The world is entering its 4th Industrial Revolution, a new era of manufacturing characterized by ubiquitous digitization and computing. This is true also for the fashion industry, an industry in which Europe (and Italy in particular) has long maintained a global lead. IT-SHIRT is driven by the argument that, for the European fashion industry to retain its global lead, it needs to make digital technologies an integral part of the fashion value chain. In this research, we describe concrete ways in which such an integration can be achieved. Compared to the traditional approach that is based entirely on physical models, the digital aspect becomes an accelerating factor that facilitates collaboration between designers, minimizes the time-to-market, and enables immediate consumer feedback. Specifically, our project aims at investigating (i) CAD tools for real-time collaboration of designers over virtual 3D models of
fashion garments, (ii) software engines on top of CAD tools to provide designers with smart recommendations and creative support, (iii) online and offline digital showroom platforms, and (iv) social marketing engines for capturing consumer feedback and providing targeted marketing recommendations.

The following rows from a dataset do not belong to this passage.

//! Application-level error type

use crate::export::ExportError;
use crate::store::StoreError;
use hb_client::ClientError;

#[derive(Debug, thiserror::Error)]
pub enum AppError {
    #[error("Store error: {0}")]
    Store(#[from] StoreError),

    #[error("Export error: {0}")]
    Export(#[from] ExportError),

    #[error("Client error: {0}")]
    Client(#[from] ClientError),

    #[error("IO error: {0}")]
    Io(#[from] std::io::Error),

    #[error("Clipboard error: {0}")]
    Clipboard(String),

    #[error("Not found: {0}")]
    NotFound(String),
}

pub type AppResult<T> = Result<T, AppError>;
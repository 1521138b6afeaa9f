//! Derived row fields
//!
//! Ownership labels depend only on the owned set. Copy counters are
//! aggregates over the whole row set and must be recomputed after every load
//! or mutation.

use super::ownership::OwnedApps;
use shared::{KeyKind, Ownership, Row};
use std::collections::HashMap;

pub fn ownership_label(app_id: Option<u64>, owned: &OwnedApps) -> Ownership {
    match app_id {
        Some(id) if owned.contains(id) => Ownership::Yes,
        Some(_) => Ownership::No,
        None => Ownership::Unknown,
    }
}

pub fn apply_ownership(rows: &mut [Row], owned: &OwnedApps) {
    for row in rows {
        row.owned = ownership_label(row.steam_app_id, owned);
    }
}

/// Group by display name, attach total and still-claimable counts
pub fn count_copies(rows: &mut [Row]) {
    let mut counts: HashMap<String, (usize, usize)> = HashMap::new();
    for row in rows.iter() {
        let entry = counts.entry(row.human_name.clone()).or_default();
        entry.0 += 1;
        if row.is_unrevealed_key() {
            entry.1 += 1;
        }
    }

    for row in rows.iter_mut() {
        let (copies, unrevealed) = counts.get(&row.human_name).copied().unwrap_or_default();
        row.copies = copies;
        row.unrevealed_copies = unrevealed;
    }
}

/// Type labels follow the gift flag and revealed value
pub fn refresh_kinds(rows: &mut [Row]) {
    for row in rows {
        row.kind = KeyKind::derive(row.is_gift, &row.redeemed_key_val);
    }
}

/// Everything that depends on mutable row state
pub fn recompute_derived(rows: &mut [Row]) {
    refresh_kinds(rows);
    count_copies(rows);
}

#[cfg(test)]
mod tests {
    use super::*;
    use crate::test_support::{RowBuilder, row};

    #[test]
    fn test_ownership_labels() {
        let owned: OwnedApps = [440u64].into_iter().collect();
        let mut rows = vec![
            RowBuilder::new("A").app_id(440).build(),
            RowBuilder::new("B").app_id(570).build(),
            row("C"),
        ];
        apply_ownership(&mut rows, &owned);
        assert_eq!(rows[0].owned, Ownership::Yes);
        assert_eq!(rows[1].owned, Ownership::No);
        assert_eq!(rows[2].owned, Ownership::Unknown);
    }

    #[test]
    fn test_empty_owned_set_still_labels() {
        let mut rows = vec![RowBuilder::new("A").app_id(440).build(), row("B")];
        apply_ownership(&mut rows, &OwnedApps::new());
        assert_eq!(rows[0].owned, Ownership::No);
        assert_eq!(rows[1].owned, Ownership::Unknown);
    }

    #[test]
    fn test_copy_counts() {
        let mut rows = vec![
            row("Game A"),
            RowBuilder::new("Game A").revealed("KEY-1").build(),
            RowBuilder::new("Game A").gift().build(),
            row("Game B"),
        ];
        count_copies(&mut rows);

        for r in &rows[..3] {
            assert_eq!(r.copies, 3);
            assert_eq!(r.unrevealed_copies, 1);
        }
        assert_eq!(rows[3].copies, 1);
        assert_eq!(rows[3].unrevealed_copies, 1);
    }

    #[test]
    fn test_copy_count_invariants() {
        let mut rows: Vec<Row> = (0..20)
            .map(|i| {
                let name = format!("Game {}", i % 4);
                let revealed = if i % 3 == 0 { "KEY" } else { "" };
                let builder = RowBuilder::new(&name).revealed(revealed);
                if i % 5 == 0 {
                    builder.gift().build()
                } else {
                    builder.build()
                }
            })
            .collect();
        count_copies(&mut rows);

        let mut seen: HashMap<String, usize> = HashMap::new();
        for r in &rows {
            *seen.entry(r.human_name.clone()).or_default() += 1;
            assert!(r.unrevealed_copies <= r.copies);
        }
        for r in &rows {
            assert_eq!(r.copies, seen[&r.human_name]);
        }
    }

    #[test]
    fn test_recompute_after_mutation() {
        let mut rows = vec![row("Game A"), row("Game A")];
        recompute_derived(&mut rows);
        assert_eq!(rows[0].unrevealed_copies, 2);

        rows[0].redeemed_key_val = "KEY-1".to_string();
        recompute_derived(&mut rows);
        assert_eq!(rows[0].kind, KeyKind::Key);
        assert_eq!(rows[1].kind, KeyKind::Unknown);
        assert_eq!(rows[1].unrevealed_copies, 1);
    }
}
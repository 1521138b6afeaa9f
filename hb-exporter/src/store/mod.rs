//! Key-value store access
//!
//! The vendor page caches its orders in browser local storage. This module
//! treats that storage as an opaque string-to-string map and layers the
//! lz-string codec and the order reader on top of it.

pub mod codec;
pub mod file;
pub mod memory;
pub mod reader;

pub use file::FileStore;
pub use memory::MemoryStore;
pub use reader::{LoadReport, ORDER_KEY_PREFIX, SkippedRecord, load_orders};

use thiserror::Error;

/// Store error type
#[derive(Debug, Error)]
pub enum StoreError {
    #[error("IO error: {0}")]
    Io(#[from] std::io::Error),

    /// Dump file is not a JSON object of strings
    #[error("Invalid store file: {0}")]
    InvalidFile(#[from] serde_json::Error),

    /// Payload failed to decompress
    #[error("Failed to decompress record")]
    Decompress,

    /// Decompressed payload is not valid UTF-16
    #[error("Record is not valid UTF-16: {0}")]
    Utf16(#[from] std::string::FromUtf16Error),
}

pub type StoreResult<T> = Result<T, StoreError>;

/// String key-value store, the shape of browser local storage
pub trait KeyValueStore {
    /// All keys currently present, in no guaranteed order
    fn keys(&self) -> Vec<String>;

    fn get(&self, key: &str) -> Option<String>;

    fn set(&mut self, key: &str, value: String) -> StoreResult<()>;
}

The aforementioned core-components weave a "digital thread" around the production pipeline of the fashion industry, that spans the stages of conception, production, distribution, access to audiences, and market feedback. To assess the practical utility of the solutions investigated during the project, we will validate it on the challenging Italian fashion market and in international fashion initiatives through ALTAROMA, in collaboration with fashion designers and consumers.
From the scientific point of view, IT-SHIRT addresses several research areas which will be presented by theme, following the technical objectives previously identified.
Objectives 1 & 3: IT-SHIRT Fashion CAD solution and Fashion Digital Showroom Shops
3D collaborative modeling. IT-SHIRT goals for collaborative garment design are (1) that designers edits are faithfully maintained, (2) that collaboration is interactive, and (3) that concurrent edits are merged robustly to ensure that the garment remain consistent, and (4) that the system is reliable against network failures and users participation in the collaboration. To achieve all these goals, we cast collaborative garment editing as an instance of distributed version control.
Interactive animation of virtual garment. IT-SHIRT will identify, develop and validate new realtime animation technology for 3D virtual clothing usable by industry. The obtained software shall solve the dynamics of complex textile garments in less than 2ms per animation frame. This is the limit required to employ devices for Virtual Reality like the Oculus Rift, which is likely to be used by the industry design and entertainment in the near future.
Multidevice interaction for 3D. IT-SHIRT will combine the design outcomes and empirical findings from the preceding parts to compile and validate guidelines for fixed and mobile collaborative surfaces. Our work is motivated by the roles smartphones and tablets play in everyday interactive spaces as well as anticipated
developments in mobile sensing and haptic output technology (Alvina et al., 2015).
Objective 2: Enhancing creativity of designers at concept and modeling level
Mixed Initiative Design. IT-SHIRT will extend current state-of-the-art CAD tools for fashion design and enhance them with more proactive computational input. The computational input takes the form of suggestions and alternatives, shown to the designers during their design process. As an extension to the current literature, the mixed initiative design tools of IT-SHIRT will identify the use cases of CAD tools for fashion designers and explore how suggestions can be presented in a way that fosters rather than blocks human creativity in the design process. Moreover, IT-SHIRT will explore the algorithms used by the computational initiative, which range from presenting appropriate, themed existing fashion styles to algorithmically generated, out-of-the-box designs.
Personalized, gameful interactions. Accounting for the criticisms of scholars against meaningless, extrinsic motivation via point systems, IT-SHIRT will expand on existing frameworks of gamification by exploring methods of increasing intrinsic motivation - this can be achieved by personalizing and matching the difficulty or goals of the playful interface and its users. Moreover, it will explore the construction of stylistically coherent groups of users in order to enhance the collaborative creativity of its members. As a further step for personalizing the user's interaction with these gameful environments, IT-SHIRT will expand on the current state-of-the-art on preference modeling in order to adapt it to the needs of fashion specific aesthetics. Such aesthetics will be derived from fashion design principles (theory driven) as well as from data collected from publicly available data (e.g. social media). The learned preferences using these algorithms will be used to personalize the interaction between users and the gameful environment. Moreover, the learned preference will inform both recommender systems of existing designs as well as act as criteria for providing new designs tailored to the user's tastes.
Objective 4: Capturing and evaluating consumer feedback and allow for targeted social marketing
Data driven analytics for detecting Fashion Trends. Trend detection in the vertical domain of fashion poses challenges that have not been addressed by the techniques developed so far. One challenge is that fashion related activity on social media usually involves images and therefore it falls outside the scope of already developed trend detection techniques that have focused on the easier case of text analysis. Moreover, fashion related images posted on social media are typically accompanied with url links that point back to the source of those images, typically a website belonging to a fashion magazine, retailer, or designer. Such websites contain information about the fashion items pictured in the posted image and their analysis can provide valuable insights for the purposes of trend detection.